I’ve been having a kind of shitty time lately – mostly buckling under the stress of all the things I am trying to carry in my life and being very overwhelmed by how little money I have to do it all with. Sometimes when I get sick, like when I am laid low with the flu, I think I will never again be well, and that this is the new normal, as though I will spend the rest of my life headachey, sniffling, exhausted, and lying on the couch shivering. So this financial low time feels to me much like the flu does, as though this is new normal, and I will never again be well.

I am trying to be a good sport about it. We make our own bread and muffins; when I didn’t have the gas money to drive my kid to Campbell River for a hockey game, I asked her if she’d prefer to stay home and watch cartoons or go to the game. She chose cartoons, like it was a treat, and I didn’t have to say I just didn’t have the gas.

Like all people who struggle, I never thought that it would happen to me. I had a big vision for my life; this vision did not involve me, less than three weeks from my thirty-eighth birthday, having 14 dollars in the bank, over-whelmed with homework, trying to complete a university degree I should have finished nearly twenty years ago. No… by now I should have had a published novel (or two), a beautiful home in several acres of woods, a series of J.Crew-wearing lovers who all adored me, a woodstove, a large and bouyant dog, a canoe.

Frankly, most people I know have made it work out for themselves. Looking at what they have allows me plenty of opportunity to kick myself, hard, in the shins. I live much of the time in a constant state of mental flogging, which is about as useful as you can imagine that it is. Whenever I get stuck in all of the “I want what you have”s and the “if only”s and the “woe is me”s, I like to turn it around a little bit.

This usually involves drinking a nice dark cup of black coffee. (I negatively judge people who don’t drink their coffee black.
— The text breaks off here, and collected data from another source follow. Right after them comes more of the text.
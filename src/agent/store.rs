use std::{
    fs,
    io::{self, Write},
    path::{Path, PathBuf},
};

use tempfile::NamedTempFile;
use tracing::info;

use super::network::QNetwork;
use crate::{
    constants::files::WEIGHTS_FILE,
    error::{Result, TraderError},
    utils::create_folder_if_not_exists,
};

/// Durable home of the agent's weights under a fixed name. Every save
/// replaces the previous artifact.
#[derive(Debug, Clone)]
pub struct WeightsFile {
    dir: PathBuf,
}

impl WeightsFile {
    pub fn new(dir: impl Into<PathBuf>) -> Self {
        Self { dir: dir.into() }
    }

    pub fn path(&self) -> PathBuf {
        self.dir.join(format!("{WEIGHTS_FILE}.bin"))
    }

    pub fn summary_path(&self) -> PathBuf {
        self.dir.join(format!("{WEIGHTS_FILE}.txt"))
    }

    pub fn save(&self, weights: &QNetwork) -> Result<()> {
        create_folder_if_not_exists(&self.dir)?;

        let encoded = postcard::to_stdvec(weights)?;
        write_replacing(&self.path(), &encoded)?;
        write_replacing(&self.summary_path(), summarize(weights).as_bytes())?;

        info!(path = %self.path().display(), bytes = encoded.len(), "saved weights");
        Ok(())
    }

    pub fn load(&self) -> Result<QNetwork> {
        let path = self.path();
        let file = fs::read(&path).map_err(|err| match err.kind() {
            io::ErrorKind::NotFound => {
                TraderError::ModelUnavailable(format!("{} does not exist", path.display()))
            }
            _ => err.into(),
        })?;
        Ok(postcard::from_bytes(&file)?)
    }
}

/// Writes a uniquely named file next to the target then renames it over the
/// target, so readers never see half a file and concurrent saves don't collide
fn write_replacing(path: &Path, bytes: &[u8]) -> Result<()> {
    let dir = path.parent().unwrap_or_else(|| Path::new("."));
    let mut tmp = NamedTempFile::new_in(dir)?;
    tmp.write_all(bytes)?;
    tmp.as_file().sync_all()?;
    tmp.persist(path).map_err(|err| err.error)?;
    Ok(())
}

fn summarize(weights: &QNetwork) -> String {
    let mut lines = vec![format!(
        "inputs {} outputs {}",
        weights.input_size(),
        weights.output_size()
    )];

    for (index, layer) in weights.layers().iter().enumerate() {
        lines.push(format!(
            "layer {index}: {}x{} weights, {} biases",
            layer.inputs(),
            layer.outputs(),
            layer.bias.len()
        ));
    }

    lines.join("\n")
}
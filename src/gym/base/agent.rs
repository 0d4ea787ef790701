use crate::{error::Result, gym::base::environment::Environment};

pub trait Agent<E: Environment> {
    /// Picks the action for a state. Must not change the agent.
    fn react(&self, state: &E::StateType) -> Result<E::ActionType>;
}
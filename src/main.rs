use std::path::PathBuf;

use anyhow::Context;
use clap::{Args, Parser, Subcommand};
use colored::Colorize;
use dqn_trader::{
    agent::learn::QLearningConfig,
    api::{self, AppState},
    config::Config,
    constants::{
        api::BIND_ADDR,
        env::STARTING_CASH,
        files::{DATA_PATH, WEIGHTS_PATH},
        training::TRAIN_SPLIT,
    },
    data::{CachedMarketData, YahooFinance},
    pipeline::{self, BarRange},
};
use tracing::info;
use tracing_subscriber::EnvFilter;

#[derive(Parser, Debug)]
#[command(name = "dqn_trader", version, about = "Trains a trading agent on daily bars")]
struct Cli {
    #[command(flatten)]
    shared: SharedArgs,

    #[command(subcommand)]
    command: Command,
}

#[derive(Args, Debug)]
struct SharedArgs {
    #[arg(long, global = true, env = "DQN_WEIGHTS_DIR", default_value = WEIGHTS_PATH)]
    weights_dir: PathBuf,

    /// Where downloaded bars are cached
    #[arg(long, global = true, env = "DQN_DATA_DIR", default_value = DATA_PATH)]
    data_dir: PathBuf,

    #[arg(long, global = true, env = "DQN_STARTING_CASH", default_value_t = STARTING_CASH)]
    starting_cash: f64,

    /// Share of the bars, oldest first, used for training
    #[arg(long, global = true, env = "DQN_TRAIN_SPLIT", default_value_t = TRAIN_SPLIT)]
    train_split: f64,

    /// Keep a report of every training episode here
    #[arg(long, global = true, env = "DQN_HISTORY_DIR")]
    history_dir: Option<PathBuf>,

    /// Update the weights with Q-learning while training
    #[arg(long, global = true, env = "DQN_LEARN")]
    learn: bool,

    /// Passes over the training bars when learning
    #[arg(long, global = true, default_value_t = 1, requires = "learn")]
    episodes: usize,
}

#[derive(Subcommand, Debug)]
enum Command {
    /// Run the training service
    Serve {
        #[arg(long, env = "DQN_BIND", default_value = BIND_ADDR)]
        bind: String,
    },
    /// Train once from the terminal
    Train {
        #[arg(long)]
        symbol: String,
        /// YYYY-MM-DD, inclusive
        #[arg(long)]
        start: String,
        /// YYYY-MM-DD, exclusive
        #[arg(long)]
        end: String,
    },
}

impl SharedArgs {
    fn config(&self) -> anyhow::Result<Config> {
        anyhow::ensure!(
            self.starting_cash > 0.,
            "starting cash must be positive, got {}",
            self.starting_cash
        );
        anyhow::ensure!(
            (0.0..=1.0).contains(&self.train_split),
            "train split must be within 0 and 1, got {}",
            self.train_split
        );

        Ok(Config {
            weights_dir: self.weights_dir.clone(),
            data_dir: self.data_dir.clone(),
            starting_cash: self.starting_cash,
            train_split: self.train_split,
            learning: self.learn.then(|| QLearningConfig {
                episodes: self.episodes,
                ..Default::default()
            }),
            history_dir: self.history_dir.clone(),
            ..Default::default()
        })
    }
}

fn init_logging() {
    let filter = EnvFilter::try_from_default_env().unwrap_or_else(|_| EnvFilter::new("info"));

    tracing_subscriber::fmt()
        .with_env_filter(filter)
        .with_target(false)
        .init();
}

#[tokio::main]
async fn main() -> anyhow::Result<()> {
    let cli = Cli::parse();
    init_logging();

    let mut config = cli.shared.config()?;
    let market_data = CachedMarketData::new(YahooFinance::new()?, &config.data_dir);

    println!("{}", "Start".green());

    match cli.command {
        Command::Serve { bind } => {
            config.bind = bind.clone();
            api::serve(AppState::new(config, market_data), &bind)
                .await
                .with_context(|| format!("service on {bind} stopped"))?;
        }
        Command::Train { symbol, start, end } => {
            let job = BarRange::parse(&symbol, &start, &end)?;
            let summary = pipeline::run(&config, &market_data, job)
                .await
                .with_context(|| format!("training on {symbol} failed"))?;

            info!(
                ticker = %summary.ticker,
                train_bars = summary.train_bars,
                eval_bars = summary.eval_bars,
                weights = %summary.weights_path.display(),
                "saved weights"
            );
            println!(
                "{} steps, final reward {}",
                summary.training.steps,
                format!("{:.2}", summary.training.final_reward).bold()
            );
            if let Some(evaluation) = &summary.evaluation {
                let reward = format!("{:.2}", evaluation.final_reward);
                let reward = if evaluation.final_reward >= 0. { reward.green() } else { reward.red() };
                println!("evaluation: {} steps, final reward {reward}", evaluation.steps);
            }
        }
    }

    println!("{}", "End".green());
    Ok(())
}
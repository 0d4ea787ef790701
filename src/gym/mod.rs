pub mod action_discrete;
pub mod base;

pub use action_discrete::TradeAction;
FYI. Keep this in mind if we ever go out for coffee together.) Then, when I get to school, I park at the top parking lot on 5th street and walk down the road. From there, there is a view of the city and the ocean, of the sun rise, of light reflecting off the water, of ferries chugging across the bay, that stops me in my tracks. Every day. Without fail. I am stopped in my tracks. I get to see this, I breathe, stunned again as I was stunned the first time I saw it. I just get to see this. How did I get so lucky to live here? To go to school here? How did we get so lucky that this is our world?
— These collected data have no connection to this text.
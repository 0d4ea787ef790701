use chrono::NaiveDate;
use serde::{Deserialize, Serialize};

/// One dated OHLC record
#[derive(Debug, Clone, Copy, PartialEq, Serialize, Deserialize)]
pub struct PriceBar {
    pub date: NaiveDate,
    pub open: f64,
    pub high: f64,
    pub low: f64,
    pub close: f64,
}

impl PriceBar {
    pub fn new(date: NaiveDate, open: f64, high: f64, low: f64, close: f64) -> Self {
        Self {
            date,
            open,
            high,
            low,
            close,
        }
    }

    pub fn prices(&self) -> [f64; 4] {
        [self.open, self.high, self.low, self.close]
    }

    /// All four prices are finite and strictly positive
    pub fn is_valid(&self) -> bool {
        self.prices()
            .iter()
            .all(|price| price.is_finite() && *price > 0.)
    }
}

/// A list of bars, where the last index is the most recent
pub type Bars = Vec<PriceBar>;

/// Simulated cash and position for a single instrument
#[derive(Debug, Clone, Copy, PartialEq)]
pub struct Account {
    pub cash: f64,
    /// Whole units of the instrument
    pub holdings: f64,
}

impl Account {
    pub fn new(cash: f64) -> Self {
        Self { cash, holdings: 0. }
    }

    pub fn position_value(&self, price: f64) -> f64 {
        self.holdings * price
    }

    pub fn total_assets(&self, price: f64) -> f64 {
        self.cash + self.position_value(price)
    }
}
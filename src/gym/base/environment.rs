use std::fmt::Debug;

use super::{action::Action, snapshot::Snapshot};
use crate::error::Result;

pub trait Environment {
    type ActionType: Action;
    type StateType: Debug + Clone;
    type RewardType: Debug + Copy;

    /// Puts the simulation back at its first step and returns the first state
    fn reset(&mut self) -> Self::StateType;

    fn step(&mut self, action: Self::ActionType) -> Result<Snapshot<Self>>;
}
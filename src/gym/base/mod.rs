mod action;
pub mod agent;
pub mod environment;
mod memory;
mod snapshot;

pub use action::Action;
pub use agent::Agent;
pub use environment::Environment;
pub use memory::{sample_indices, Memory, MemoryIndices, Sample};
pub use snapshot::Snapshot;
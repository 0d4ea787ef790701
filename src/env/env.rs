use tracing::trace;

use super::obs::Observation;
use crate::{
    constants::env::STARTING_CASH,
    data::InstrumentHistory,
    error::{Result, TraderError},
    gym::{
        base::{Environment, Snapshot},
        TradeAction,
    },
    history::{EpisodeHistory, EpisodeReport},
    types::Account,
};

/// Single-instrument account stepping through historical bars one at a time.
///
/// The last bar is never traded into as a new observation, so an episode over
/// `N` bars is done after `N - 1` steps.
#[derive(Debug)]
pub struct TradingEnv {
    pub(super) history: InstrumentHistory,
    pub(super) starting_cash: f64,
    pub(super) account: Account,
    pub(super) cursor: usize,
    episode: usize,
    episode_history: EpisodeHistory,
}

impl TradingEnv {
    pub fn new(history: InstrumentHistory) -> Self {
        Self::with_starting_cash(history, STARTING_CASH)
    }

    pub fn with_starting_cash(history: InstrumentHistory, starting_cash: f64) -> Self {
        Self {
            history,
            starting_cash,
            account: Account::new(starting_cash),
            cursor: 0,
            episode: 0,
            episode_history: EpisodeHistory::new(),
        }
    }

    pub fn ticker(&self) -> &str {
        self.history.ticker()
    }

    pub fn account(&self) -> &Account {
        &self.account
    }

    pub fn cursor(&self) -> usize {
        self.cursor
    }

    pub fn starting_cash(&self) -> f64 {
        self.starting_cash
    }

    pub fn bars(&self) -> usize {
        self.history.len()
    }

    pub fn episode(&self) -> usize {
        self.episode
    }

    pub fn episode_history(&self) -> &EpisodeHistory {
        &self.episode_history
    }

    pub fn report(&self) -> EpisodeReport {
        self.episode_history.report(self.ticker(), self.episode)
    }

    fn is_done(&self) -> bool {
        self.cursor >= self.history.len() - 1
    }

    fn record(&mut self, step: usize, action: TradeAction, price: f64, filled: Option<f64>, reward: f64) {
        if let Some(quantity) = filled {
            match action {
                TradeAction::Buy => {
                    self.episode_history.buys.insert(step, (price, quantity));
                }
                TradeAction::Sell => {
                    self.episode_history.sells.insert(step, (price, quantity));
                }
                TradeAction::Hold => {}
            }
        }

        self.episode_history.actions.push(action);
        self.episode_history.cash.push(self.account.cash);
        self.episode_history.holdings.push(self.account.holdings);
        self.episode_history.rewards.push(reward);
    }
}

impl Environment for TradingEnv {
    type ActionType = TradeAction;
    type StateType = Observation;
    type RewardType = f64;

    fn reset(&mut self) -> Observation {
        if self.episode_history.steps() > 0 {
            self.episode += 1;
        }

        self.account = Account::new(self.starting_cash);
        self.cursor = 0;
        self.episode_history = EpisodeHistory::new();

        // Histories are never empty
        Observation::from_bar(&self.history.bars()[0])
    }

    fn step(&mut self, action: TradeAction) -> Result<Snapshot<Self>> {
        let step = self.cursor;
        let price = self.history.close(step).ok_or_else(|| {
            TraderError::StateInvariant(format!(
                "step at cursor {step} is past the last of {} bars",
                self.history.len()
            ))
        })?;

        let filled = match action {
            TradeAction::Buy => self.buy(price),
            TradeAction::Sell => self.sell(price),
            TradeAction::Hold => None,
        };
        self.check_invariants()?;

        let reward = self.reward();
        self.record(step, action, price, filled, reward);

        self.cursor += 1;
        let done = self.is_done();
        let state = if done {
            None
        } else {
            self.observation_at(self.cursor)
        };

        trace!(
            step,
            ?action,
            price,
            cash = self.account.cash,
            holdings = self.account.holdings,
            reward,
            done,
            "step"
        );

        Ok(Snapshot::new(state, reward, done))
    }
}

#[cfg(test)]
mod tests {
    use super::*;
    use crate::data::historical::tests::bars_with_closes;

    fn env_with_closes(closes: &[f64]) -> TradingEnv {
        TradingEnv::new(InstrumentHistory::new("TEST", bars_with_closes(closes)).unwrap())
    }

    #[test]
    fn test_scenario_buy_sell_hold() {
        let mut env = env_with_closes(&[100., 110., 90.]);
        env.reset();

        let snapshot = env.step(TradeAction::Buy).unwrap();
        assert_eq!(env.account().holdings, 100.);
        assert_eq!(env.account().cash, 0.);
        assert_eq!(*snapshot.reward(), -10_000.);
        assert!(!snapshot.done());
        assert_eq!(snapshot.state().unwrap().data()[3], 110.);

        let snapshot = env.step(TradeAction::Sell).unwrap();
        assert_eq!(env.account().holdings, 0.);
        assert_eq!(env.account().cash, 11_000.);
        assert_eq!(*snapshot.reward(), 1_000.);
        assert!(snapshot.done());
        assert!(snapshot.state().is_none());

        // The trailing bar can still be priced, it just never becomes an observation
        let snapshot = env.step(TradeAction::Hold).unwrap();
        assert_eq!(*snapshot.reward(), 1_000.);
        assert!(snapshot.done());
        assert!(snapshot.state().is_none());
        assert!(snapshot.info().is_empty());

        let err = env.step(TradeAction::Hold).unwrap_err();
        assert!(matches!(err, TraderError::StateInvariant(_)));
    }

    #[test]
    fn test_episode_runs_len_minus_one_steps() {
        for len in 2..12 {
            let closes: Vec<f64> = (0..len).map(|i| 50. + i as f64).collect();
            let mut env = env_with_closes(&closes);
            env.reset();

            let mut steps = 0;
            loop {
                steps += 1;
                if env.step(TradeAction::Hold).unwrap().done() {
                    break;
                }
            }
            assert_eq!(steps, len - 1);
        }
    }

    #[test]
    fn test_single_bar_is_done_after_first_step() {
        let mut env = env_with_closes(&[100.]);
        env.reset();

        let snapshot = env.step(TradeAction::Buy).unwrap();
        assert!(snapshot.done());
        assert_eq!(env.account().holdings, 100.);
    }

    #[test]
    fn test_unaffordable_buy_is_noop() {
        let history = InstrumentHistory::new("TEST", bars_with_closes(&[500., 510., 520.])).unwrap();
        let mut env = TradingEnv::with_starting_cash(history, 499.);
        env.reset();

        let snapshot = env.step(TradeAction::Buy).unwrap();
        assert_eq!(env.account().cash, 499.);
        assert_eq!(env.account().holdings, 0.);
        assert_eq!(*snapshot.reward(), 0.);
        assert!(env.episode_history().buys.is_empty());
    }

    #[test]
    fn test_second_buy_replaces_position() {
        let mut env = env_with_closes(&[300., 7., 9., 9.]);
        env.reset();

        env.step(TradeAction::Buy).unwrap();
        // floor(10000 / 300) = 33, leaving 100
        assert_eq!(env.account().holdings, 33.);
        assert_eq!(env.account().cash, 100.);

        env.step(TradeAction::Buy).unwrap();
        // floor(100 / 7) = 14, not 33 + 14
        assert_eq!(env.account().holdings, 14.);
        assert_eq!(env.account().cash, 2.);
    }

    #[test]
    fn test_sell_without_holdings_is_noop() {
        let mut env = env_with_closes(&[100., 110., 120.]);
        env.reset();

        let snapshot = env.step(TradeAction::Sell).unwrap();
        assert_eq!(env.account().cash, 10_000.);
        assert_eq!(env.account().holdings, 0.);
        assert_eq!(*snapshot.reward(), 0.);
        assert!(env.episode_history().sells.is_empty());
    }

    #[test]
    fn test_reward_is_cash_profit_every_step() {
        let closes = [120., 80., 95., 130., 60., 61.];
        let actions = [
            TradeAction::Buy,
            TradeAction::Hold,
            TradeAction::Sell,
            TradeAction::Buy,
            TradeAction::Sell,
        ];
        let mut env = env_with_closes(&closes);
        env.reset();

        for action in actions {
            let snapshot = env.step(action).unwrap();
            assert_eq!(*snapshot.reward(), env.account().cash - 10_000.);
            assert!(env.account().cash >= 0.);
            assert!(env.account().holdings >= 0.);
        }
    }

    #[test]
    fn test_reset_returns_first_observation() {
        let mut env = env_with_closes(&[100., 110., 90.]);
        let first = env.reset();
        assert_eq!(first.data(), &[99., 102., 98., 100.]);

        env.step(TradeAction::Buy).unwrap();
        env.step(TradeAction::Hold).unwrap();

        assert_eq!(env.reset(), first);
        assert_eq!(env.cursor(), 0);
        assert_eq!(env.account(), &Account::new(10_000.));
        assert_eq!(env.episode(), 1);
        assert_eq!(env.episode_history().steps(), 0);
    }

    #[test]
    fn test_report_tracks_fills() {
        let mut env = env_with_closes(&[100., 110., 90.]);
        env.reset();
        env.step(TradeAction::Buy).unwrap();
        env.step(TradeAction::Sell).unwrap();

        let report = env.report();
        assert_eq!(report.ticker, "TEST");
        assert_eq!(report.steps, 2);
        assert_eq!(report.final_reward, 1_000.);
        assert_eq!(env.episode_history().buys.get(&0), Some(&(100., 100.)));
        assert_eq!(env.episode_history().sells.get(&1), Some(&(110., 100.)));
    }
}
It’s pretty hard for me to find time to do any homework, what with the running of children to hockey games (normally. Campbell River doesn’t count) and hockey practice, to school and home again, to appointment and friends houses; what with the parenting, the shopping, the at-school-meetings for them, the reading of books, the making of muffins. And as I drive my kids to these games which cut about 12 hours out of each and every one of my weeks, I say, I love taking you guys to hockey games! Thank you so much for being in hockey! and I mean it, because I do love taking them to hockey games, more than I can possibly describe.

It’s hard being in university and not having any money; I’m not going to lie about that. But I have everything in my life that I actually want – children, a beautiful view, a chance to go to university, friends, homemade bread, two black cats, and hockey games. I wouldn’t say no to winning the lottery, don’t get me wrong, but it’s nice to remember that I am exactly where I choose to be in my own life, with exactly who I chose. I have learned a little cautionary tale about credit card debt, I’m not going to lie, but I dunno if, knowing what I know now, I would go back to when I was 18 and do it all ‘right’ the first time. If I hadn’t dropped out of university in a haze of marijuana smoke back when I was 19, I’m going to guess I never would have moved to Vancouver, and thus never would have met the man who would become my children’s father, and thus never would have had my kids, nor would have lived in Denmark, Indiana, Maryland, and even Nanaimo. I never, then, would stop on 5th street, breathless from the view.

For all of that, it turns out I am thrilled to be exactly where I am with exactly what I have for as long as I get to have it, for as long as I get to experience it, even though there’s no acreage nor dog nor sweater-wearing -J.Crew-model boyfriend. And just like I have recovered (so far) each time I am laid low with the flu, I expect that I will not spend the entirety of my life with a shortage of gas money. But if I do? Meh… in the scheme of things, this life is still pretty good.